Have you ever birded a place so young that birds still have no names? …

– part 2 –

After I have finished writing this, with a strange mix of emotions I will put the Lynx field guide Birds of Colombia on a bookshelf for the first time, more than half a year after I received it. In my review, I commented that Colombia is one of those countries my dreams are made of, and I think that that sentence got me invited to the Manakin Nature Tours FAM trip of Inirida in Colombian Amazonia…

I had such a bright, childish smile when we entered the boat for the first time, when I felt the fresh river breeze and when we saw our first Orinoco River Dolphin (Inia geoffrensis humboldtiana) right in front of the small harbour of Inirida. Later, we would be seeing dolphins every day. On one hand, dolphins are apex predators and a proof of a preserved ecosystem. On the other hand, in over 250,000 hectares (625,000 acres) of Ramsar wetland around us, their population is estimated to be only 330 individuals. And us? We were plain lucky, so privileged to observe them.

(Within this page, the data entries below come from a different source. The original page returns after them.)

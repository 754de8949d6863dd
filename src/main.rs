//! Pushgate - Push-Notification Consent and Delivery
//!
//! Diagnostics CLI entry point with global panic handler.

use std::io::{Read, Write};
use std::process::ExitCode;
use std::sync::Arc;

use clap::{Parser, Subcommand, ValueEnum};
use tracing_subscriber::filter::LevelFilter;
use tracing_subscriber::{layer::SubscriberExt, util::SubscriberInitExt, EnvFilter};

use pushgate::cli::dismiss::DismissOptions;
use pushgate::cli::reset::ResetOptions;
use pushgate::cli::start::StartOptions;
use pushgate::cli::status::StatusOptions;
use pushgate::cli::worker::WorkerOptions;
use pushgate::config::{pushgate_home, Config};
use pushgate::error::exit_codes;
use pushgate::{
    DismissCommand, EventKind, FileKeyValueStore, PermissionStatus, PromptPolicy, ResetCommand,
    StartCommand, StatusCommand, WorkerCommand,
};

// =============================================================================
// CLI Definition
// =============================================================================

/// Pushgate - Push-Notification Consent and Delivery
#[derive(Parser)]
#[command(name = "pushgate")]
#[command(author, version, about, long_about = None)]
struct Cli {
    #[command(subcommand)]
    command: Commands,
}

#[derive(Subcommand)]
enum Commands {
    /// Show the prompt record and the current decision
    Status {
        /// Permission status to evaluate against
        #[arg(long, default_value = "default")]
        permission: PermissionStatus,

        /// Evaluate as if no user is signed in
        #[arg(long)]
        no_session: bool,

        /// Output as JSON
        #[arg(long)]
        json: bool,

        /// Suppress output
        #[arg(long, short)]
        quiet: bool,
    },

    /// Record an application start
    Start {
        /// Output as JSON
        #[arg(long)]
        json: bool,

        /// Suppress output
        #[arg(long, short)]
        quiet: bool,
    },

    /// Record a prompt dismissal
    Dismiss {
        /// Never prompt again
        #[arg(long)]
        permanent: bool,

        /// Output as JSON
        #[arg(long)]
        json: bool,

        /// Suppress output
        #[arg(long, short)]
        quiet: bool,
    },

    /// Restore the prompt history to defaults
    Reset {
        /// Output as JSON
        #[arg(long)]
        json: bool,

        /// Suppress output
        #[arg(long, short)]
        quiet: bool,
    },

    /// Run a worker event (JSON stdin) and print the platform actions
    Worker {
        /// The worker event type
        #[arg(value_enum)]
        event: WorkerEventArg,

        /// Notification permission reported by the host
        #[arg(long, default_value = "granted")]
        permission: PermissionStatus,

        /// Suppress output
        #[arg(long, short)]
        quiet: bool,
    },
}

/// Worker event types for CLI.
#[derive(Debug, Clone, Copy, ValueEnum)]
enum WorkerEventArg {
    Push,
    NotificationClick,
    NotificationClose,
}

impl From<WorkerEventArg> for EventKind {
    fn from(arg: WorkerEventArg) -> Self {
        match arg {
            WorkerEventArg::Push => EventKind::Push,
            WorkerEventArg::NotificationClick => EventKind::NotificationClick,
            WorkerEventArg::NotificationClose => EventKind::NotificationClose,
        }
    }
}

// =============================================================================
// Main Entry Point
// =============================================================================

fn main() -> ExitCode {
    setup_panic_handler();
    setup_logging();

    match run() {
        Ok(code) => code,
        Err(e) => {
            eprintln!("pushgate error: {}", e);
            ExitCode::from(exit_codes::FAILED as u8)
        }
    }
}

/// Set up the global panic handler.
///
/// On panic, logs to ~/.pushgate/crash.log and exits with code 3.
fn setup_panic_handler() {
    std::panic::set_hook(Box::new(|info| {
        eprintln!("pushgate panic: {}", info);

        if let Some(home) = pushgate_home() {
            let crash_log = home.join("crash.log");
            let _ = std::fs::create_dir_all(&home);
            if let Ok(mut file) = std::fs::OpenOptions::new()
                .create(true)
                .append(true)
                .open(&crash_log)
            {
                let timestamp = chrono::Utc::now().format("%Y-%m-%d %H:%M:%S UTC");
                let _ = writeln!(file, "[{}] {}", timestamp, info);
            }
        }

        std::process::exit(exit_codes::CRASH);
    }));
}

/// Log to stderr, filtered by `PUSHGATE_LOG` (default `warn`).
fn setup_logging() {
    let _ = tracing_subscriber::registry()
        .with(tracing_subscriber::fmt::layer().with_writer(std::io::stderr))
        .with(
            EnvFilter::builder()
                .with_default_directive(LevelFilter::WARN.into())
                .with_env_var("PUSHGATE_LOG")
                .from_env_lossy(),
        )
        .try_init();
}

/// Run the CLI and return the exit code.
fn run() -> Result<ExitCode, Box<dyn std::error::Error>> {
    let cli = Cli::parse();
    let config = Config::load();

    let runtime = tokio::runtime::Builder::new_current_thread()
        .enable_all()
        .build()?;

    runtime.block_on(async move {
        match cli.command {
            Commands::Status {
                permission,
                no_session,
                json,
                quiet,
            } => {
                let options = StatusOptions {
                    json,
                    quiet,
                    permission,
                    has_session: !no_session,
                };
                run_status(&config, &options).await
            }
            Commands::Start { json, quiet } => run_start(&StartOptions { json, quiet }).await,
            Commands::Dismiss {
                permanent,
                json,
                quiet,
            } => {
                run_dismiss(&DismissOptions {
                    json,
                    quiet,
                    permanent,
                })
                .await
            }
            Commands::Reset { json, quiet } => run_reset(&ResetOptions { json, quiet }).await,
            Commands::Worker {
                event,
                permission,
                quiet,
            } => run_worker(&config, event.into(), &WorkerOptions { quiet, permission }).await,
        }
    })
}

// =============================================================================
// Command Implementations
// =============================================================================

/// Convert a success boolean to an exit code.
fn success_to_exit_code(success: bool) -> ExitCode {
    if success {
        ExitCode::from(exit_codes::OK as u8)
    } else {
        ExitCode::from(exit_codes::FAILED as u8)
    }
}

fn print_formatted(formatted: &str) {
    if !formatted.is_empty() {
        println!("{}", formatted);
    }
}

async fn run_status(
    config: &Config,
    options: &StatusOptions,
) -> Result<ExitCode, Box<dyn std::error::Error>> {
    let store = FileKeyValueStore::new()?;
    let cmd = StatusCommand::new(store, PromptPolicy::from_config(&config.prompt));

    let output = cmd.run(options).await;
    print_formatted(&cmd.format_output(&output, options));

    Ok(success_to_exit_code(output.success))
}

async fn run_start(options: &StartOptions) -> Result<ExitCode, Box<dyn std::error::Error>> {
    let cmd = StartCommand::new(FileKeyValueStore::new()?);

    let output = cmd.run().await;
    print_formatted(&cmd.format_output(&output, options));

    Ok(success_to_exit_code(output.success))
}

async fn run_dismiss(options: &DismissOptions) -> Result<ExitCode, Box<dyn std::error::Error>> {
    let cmd = DismissCommand::new(FileKeyValueStore::new()?);

    let output = cmd.run(options).await;
    print_formatted(&cmd.format_output(&output, options));

    Ok(success_to_exit_code(output.success))
}

async fn run_reset(options: &ResetOptions) -> Result<ExitCode, Box<dyn std::error::Error>> {
    let cmd = ResetCommand::new(Arc::new(FileKeyValueStore::new()?));

    let output = cmd.run().await;
    print_formatted(&cmd.format_output(&output, options));

    Ok(success_to_exit_code(output.success))
}

async fn run_worker(
    config: &Config,
    kind: EventKind,
    options: &WorkerOptions,
) -> Result<ExitCode, Box<dyn std::error::Error>> {
    let mut input = String::new();
    std::io::stdin().read_to_string(&mut input)?;

    let cmd = WorkerCommand::new(config.worker.clone());
    let output = cmd.run(kind, &input, options).await;
    print_formatted(&cmd.format_output(&output, options));

    Ok(success_to_exit_code(output.success))
}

On a previous day, G. said that he dreamt of river dolphins. Anything sexual, I asked. No, I don’t think so, said he.

“In traditional Amazon folklore, at night, a river dolphin becomes a handsome young man who seduces girls, impregnates them, and then returns to the river in the morning to become a dolphin again. This dolphin shapeshifter is called an encantado. The myth has been believed to serve as a way of hiding the incestuous relations which are quite common in some small, isolated communities along the river” (Source: M. A. Cravalho, 1999. “Shameless creatures: An ethnozoology of the Amazon river dolphin”. Ethnology. 38 (1): 47–58.). [After https://en.wikipedia.org/wiki/Amazon_river_dolphin#In_mythology ]

Photo by Juan Carlos

In the late afternoon, the rainy clouds and the low sun beneath them create deep and dramatic shadows in the tree-crowns. We are at the wide mouth of a side river arm, attracted to this site by the dolphins. At first one, then two more, then one more, and altogether some 6 or 7 dolphins were coming to the surface. For a breath of air?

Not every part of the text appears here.